I have no idea of what you are talking about.  Canada has conducted at the very least two Sovereignty Operations in the Arctic every year.  OP Narwhal and OP Nanook are annual events.  There are still SUEs happening.


----------



## TangoTwoBravo (22 Jun 2008)

We should try to keep this article in some persepctive.  The article is based on a report about a course.  I would expect a course conducted in that environment to have things come up for improvement.  Given that this appears to have been the first time this course was run (at least for some time) we shouldn't be surprised that there were surprises.  It is often the little things that slip when a person, group of institution hasn't done something for a while.
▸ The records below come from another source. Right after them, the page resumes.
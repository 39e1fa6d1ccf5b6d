use std::path::Path;

use anyhow::{Context, Result};

use crate::dataset::{Column, ColumnValues, Dataset};
use crate::utils::{is_null_marker, normalize_header};

/// Read a CSV file into a [`Dataset`].
///
/// The first record is the header row; headers are normalized before use.
/// Column kinds are inferred from the present cells with the priority
/// integer, float, boolean, text. Empty cells and common null markers load
/// as missing values, and rows whose cells are all null markers are skipped.
pub fn read_csv(path: &Path) -> Result<Dataset> {
    let mut reader = ::csv::ReaderBuilder::new()
        .has_headers(true)
        .from_path(path)
        .with_context(|| format!("Failed to open CSV file {}", path.display()))?;

    let headers: Vec<String> = reader
        .headers()
        .context("Failed to read CSV headers")?
        .iter()
        .map(normalize_header)
        .collect();

    let mut cells: Vec<Vec<Option<String>>> = vec![Vec::new(); headers.len()];
    for record in reader.records() {
        let record = record.context("Failed to read CSV record")?;
        if record.iter().all(is_null_marker) {
            continue;
        }
        for (idx, cell) in record.iter().enumerate() {
            if idx < cells.len() {
                let value = if is_null_marker(cell) {
                    None
                } else {
                    Some(cell.trim().to_string())
                };
                cells[idx].push(value);
            }
        }
    }

    let columns = headers
        .into_iter()
        .zip(cells)
        .map(|(name, values)| Column::new(name, infer_values(values)))
        .collect();

    Dataset::from_columns(columns)
        .with_context(|| format!("CSV file {} does not form a consistent table", path.display()))
}

/// Pick the strongest kind every present cell fits, then parse into it.
fn infer_values(raw: Vec<Option<String>>) -> ColumnValues {
    let present: Vec<&str> = raw.iter().flatten().map(String::as_str).collect();

    if !present.is_empty() && present.iter().all(|v| v.parse::<i64>().is_ok()) {
        return ColumnValues::Int(
            raw.iter()
                .map(|v| v.as_deref().and_then(|s| s.parse().ok()))
                .collect(),
        );
    }
    if !present.is_empty() && present.iter().all(|v| v.parse::<f64>().is_ok()) {
        return ColumnValues::Float(
            raw.iter()
                .map(|v| v.as_deref().and_then(|s| s.parse().ok()))
                .collect(),
        );
    }
    if !present.is_empty() && present.iter().all(|v| parse_bool(v).is_some()) {
        return ColumnValues::Bool(
            raw.iter()
                .map(|v| v.as_deref().and_then(parse_bool))
                .collect(),
        );
    }

    ColumnValues::Text(raw)
}

fn parse_bool(value: &str) -> Option<bool> {
    match value.to_lowercase().as_str() {
        "true" | "yes" | "y" | "on" => Some(true),
        "false" | "no" | "n" | "off" => Some(false),
        _ => None,
    }
}
//! Logging setup for the bloodwork tools.
//!
//! Built on `tracing`: a console layer is always installed, and an optional
//! file layer mirrors the same events without ANSI escapes. `RUST_LOG` takes
//! precedence over the configured level when set.

use std::fs::{self, OpenOptions};
use std::path::PathBuf;
use std::sync::Arc;

use anyhow::{Context, Result};
use tracing::Level;
use tracing_subscriber::layer::SubscriberExt;
use tracing_subscriber::util::SubscriberInitExt;
use tracing_subscriber::{EnvFilter, Layer};

/// Logging configuration.
///
/// ```no_run
/// use bloodwork_lib::LogConfig;
/// use tracing::Level;
///
/// LogConfig::default()
///     .with_level(Level::DEBUG)
///     .with_log_file("logs/bloodwork.log")
///     .init()
///     .unwrap();
/// ```
#[derive(Debug, Clone)]
pub struct LogConfig {
    /// Base log level used when `RUST_LOG` is not set.
    pub level: Level,
    /// Optional file sink; console output stays on either way.
    pub log_file: Option<PathBuf>,
}

impl Default for LogConfig {
    fn default() -> Self {
        LogConfig {
            level: Level::INFO,
            log_file: None,
        }
    }
}

impl LogConfig {
    pub fn with_level(mut self, level: Level) -> Self {
        self.level = level;
        self
    }

    pub fn with_log_file(mut self, path: impl Into<PathBuf>) -> Self {
        self.log_file = Some(path.into());
        self
    }

    /// Install the subscriber for the lifetime of the process.
    ///
    /// Fails if a global subscriber is already set or the log file cannot be
    /// opened. Missing parent directories for the log file are created.
    pub fn init(self) -> Result<()> {
        let env_filter = EnvFilter::try_from_default_env()
            .unwrap_or_else(|_| EnvFilter::new(self.level.to_string().to_lowercase()));

        let console_layer = tracing_subscriber::fmt::layer()
            .with_writer(std::io::stdout)
            .boxed();

        let file_layer = match &self.log_file {
            Some(path) => {
                if let Some(parent) = path.parent().filter(|p| !p.as_os_str().is_empty()) {
                    fs::create_dir_all(parent).with_context(|| {
                        format!("Failed to create log directory {}", parent.display())
                    })?;
                }
                let file = OpenOptions::new()
                    .create(true)
                    .append(true)
                    .open(path)
                    .with_context(|| format!("Failed to open log file {}", path.display()))?;
                Some(
                    tracing_subscriber::fmt::layer()
                        .with_ansi(false)
                        .with_writer(Arc::new(file))
                        .boxed(),
                )
            }
            None => None,
        };

        tracing_subscriber::registry()
            .with(env_filter)
            .with(console_layer)
            .with(file_layer)
            .try_init()
            .context("Logging was already initialized")?;

        Ok(())
    }
}

#[cfg(test)]
mod tests {
    use super::*;

    #[test]
    fn test_default_config_logs_info_to_console_only() {
        let config = LogConfig::default();
        assert_eq!(config.level, Level::INFO);
        assert_eq!(config.log_file, None);
    }

    #[test]
    fn test_builder_methods_set_level_and_file() {
        let config = LogConfig::default()
            .with_level(Level::DEBUG)
            .with_log_file("logs/test.log");

        assert_eq!(config.level, Level::DEBUG);
        assert_eq!(config.log_file, Some(PathBuf::from("logs/test.log")));
    }
}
I guess I see the glass as being half-full in that the Advanced Course was run up there despite the operational tempo of the army (a war) and some good actionable lessons came out of it.  Those graduates are now sprinkled across the Army while the instructors have more experience.  I also take it as a positive in that the issues that did come up were noted by the chain of command and recorded.


----------



## Old Sweat (22 Jun 2008)

To the query why that organization in Trenton ran the course, I bear some of the responsibility. Many, many years ago we had a base in Churchill, MB that ran winter warfare and winter warfare instructor courses besides supporting cold weather testing for both the US and ourselves. It was closed in the early years of integration and then when the north became important again circa 1969-1970 it was set up on a greatly reduced scale to teach nothern 'operations.' Somehow it was transferred to Aircom from FMC and the army positions gradually turned blue to support the air navigation school. 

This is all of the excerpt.